Data listing START

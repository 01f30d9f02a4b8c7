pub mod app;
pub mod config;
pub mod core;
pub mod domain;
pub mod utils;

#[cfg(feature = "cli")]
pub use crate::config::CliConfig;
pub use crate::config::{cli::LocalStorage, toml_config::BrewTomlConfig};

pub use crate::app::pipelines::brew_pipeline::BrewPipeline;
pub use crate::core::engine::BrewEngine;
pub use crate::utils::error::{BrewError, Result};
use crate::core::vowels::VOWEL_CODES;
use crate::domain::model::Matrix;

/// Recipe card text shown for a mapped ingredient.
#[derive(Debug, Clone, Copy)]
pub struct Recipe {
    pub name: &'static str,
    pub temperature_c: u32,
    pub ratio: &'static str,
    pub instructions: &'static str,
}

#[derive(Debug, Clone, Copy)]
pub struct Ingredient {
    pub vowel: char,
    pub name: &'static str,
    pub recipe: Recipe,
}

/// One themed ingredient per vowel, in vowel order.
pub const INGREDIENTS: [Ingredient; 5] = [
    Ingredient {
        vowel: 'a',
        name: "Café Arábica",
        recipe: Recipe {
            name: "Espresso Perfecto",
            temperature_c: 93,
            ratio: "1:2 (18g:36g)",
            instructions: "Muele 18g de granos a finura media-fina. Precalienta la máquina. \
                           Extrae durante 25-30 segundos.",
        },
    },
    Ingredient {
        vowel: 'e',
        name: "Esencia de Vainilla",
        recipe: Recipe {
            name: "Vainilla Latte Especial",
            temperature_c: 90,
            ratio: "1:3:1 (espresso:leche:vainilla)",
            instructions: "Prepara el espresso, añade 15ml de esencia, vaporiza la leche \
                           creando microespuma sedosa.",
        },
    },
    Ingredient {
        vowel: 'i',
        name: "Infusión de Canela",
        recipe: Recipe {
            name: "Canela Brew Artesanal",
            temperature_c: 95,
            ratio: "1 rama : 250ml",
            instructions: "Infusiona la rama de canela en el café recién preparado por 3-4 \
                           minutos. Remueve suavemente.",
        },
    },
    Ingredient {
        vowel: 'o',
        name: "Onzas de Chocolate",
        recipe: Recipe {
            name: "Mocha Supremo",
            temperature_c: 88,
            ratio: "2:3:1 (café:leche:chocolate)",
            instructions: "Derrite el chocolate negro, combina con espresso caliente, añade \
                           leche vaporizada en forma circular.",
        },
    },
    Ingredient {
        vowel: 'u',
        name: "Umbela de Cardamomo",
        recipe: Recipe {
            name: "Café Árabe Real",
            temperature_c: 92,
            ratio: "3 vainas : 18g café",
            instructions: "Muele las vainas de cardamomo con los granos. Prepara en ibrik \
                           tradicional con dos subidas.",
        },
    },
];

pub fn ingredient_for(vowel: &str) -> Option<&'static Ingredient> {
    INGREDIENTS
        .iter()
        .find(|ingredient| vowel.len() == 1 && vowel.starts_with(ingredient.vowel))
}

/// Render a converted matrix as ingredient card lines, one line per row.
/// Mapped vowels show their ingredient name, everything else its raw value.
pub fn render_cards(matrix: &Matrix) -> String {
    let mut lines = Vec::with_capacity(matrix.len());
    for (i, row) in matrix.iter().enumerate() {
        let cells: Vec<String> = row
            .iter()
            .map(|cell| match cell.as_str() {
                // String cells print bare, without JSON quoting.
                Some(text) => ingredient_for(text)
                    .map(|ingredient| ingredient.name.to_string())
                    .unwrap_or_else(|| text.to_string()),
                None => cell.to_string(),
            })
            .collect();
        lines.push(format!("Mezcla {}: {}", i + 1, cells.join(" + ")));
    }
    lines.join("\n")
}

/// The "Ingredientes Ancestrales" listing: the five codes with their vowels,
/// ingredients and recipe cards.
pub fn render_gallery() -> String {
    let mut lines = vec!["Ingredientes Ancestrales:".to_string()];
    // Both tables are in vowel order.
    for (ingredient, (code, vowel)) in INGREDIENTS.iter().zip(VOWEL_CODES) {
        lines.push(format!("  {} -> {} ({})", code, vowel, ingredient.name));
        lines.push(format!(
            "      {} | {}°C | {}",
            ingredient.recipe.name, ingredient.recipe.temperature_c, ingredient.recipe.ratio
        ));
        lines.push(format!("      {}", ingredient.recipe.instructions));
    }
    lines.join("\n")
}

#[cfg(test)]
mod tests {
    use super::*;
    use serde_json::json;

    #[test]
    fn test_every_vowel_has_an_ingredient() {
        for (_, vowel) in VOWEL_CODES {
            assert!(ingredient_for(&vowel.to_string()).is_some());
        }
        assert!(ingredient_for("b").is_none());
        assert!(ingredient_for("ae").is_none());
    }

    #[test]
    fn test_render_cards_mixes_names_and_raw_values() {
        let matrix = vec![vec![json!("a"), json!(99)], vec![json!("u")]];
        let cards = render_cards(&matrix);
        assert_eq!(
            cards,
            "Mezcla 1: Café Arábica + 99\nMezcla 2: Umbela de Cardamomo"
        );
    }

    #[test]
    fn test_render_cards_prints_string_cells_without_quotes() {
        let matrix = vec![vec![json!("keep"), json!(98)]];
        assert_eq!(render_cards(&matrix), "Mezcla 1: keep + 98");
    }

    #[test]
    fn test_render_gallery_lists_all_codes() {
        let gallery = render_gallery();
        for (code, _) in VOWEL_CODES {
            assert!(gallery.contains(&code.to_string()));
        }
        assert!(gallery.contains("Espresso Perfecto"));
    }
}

Data listing END
Data listing START

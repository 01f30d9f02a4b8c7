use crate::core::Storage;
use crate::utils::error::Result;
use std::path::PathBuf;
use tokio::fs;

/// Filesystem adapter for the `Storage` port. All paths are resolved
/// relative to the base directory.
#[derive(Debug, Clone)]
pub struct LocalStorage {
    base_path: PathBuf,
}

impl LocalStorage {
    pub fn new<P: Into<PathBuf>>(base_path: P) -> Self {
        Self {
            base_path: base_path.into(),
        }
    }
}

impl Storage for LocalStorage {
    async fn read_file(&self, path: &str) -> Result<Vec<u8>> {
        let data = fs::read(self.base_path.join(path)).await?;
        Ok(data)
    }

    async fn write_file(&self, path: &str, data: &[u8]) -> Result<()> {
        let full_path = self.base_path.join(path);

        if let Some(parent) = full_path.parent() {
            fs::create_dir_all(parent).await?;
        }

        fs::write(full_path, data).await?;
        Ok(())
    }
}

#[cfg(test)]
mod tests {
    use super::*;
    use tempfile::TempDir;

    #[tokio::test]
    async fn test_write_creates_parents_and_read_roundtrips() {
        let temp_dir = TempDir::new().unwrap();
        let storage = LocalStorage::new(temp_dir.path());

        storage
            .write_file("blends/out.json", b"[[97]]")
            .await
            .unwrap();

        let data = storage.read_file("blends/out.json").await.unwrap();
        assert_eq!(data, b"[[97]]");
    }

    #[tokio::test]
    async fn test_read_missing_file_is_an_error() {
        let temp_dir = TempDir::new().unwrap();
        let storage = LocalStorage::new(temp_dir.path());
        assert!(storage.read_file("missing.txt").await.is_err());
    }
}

Data listing END

(Your assignment):
Return every line of the material in which the word "granos" is found.

(Result of this task):
            instructions: "Muele 18g de granos a finura media-fina. Precalienta la máquina. \
            instructions: "Muele las vainas de cardamomo con los granos. Prepara en ibrik \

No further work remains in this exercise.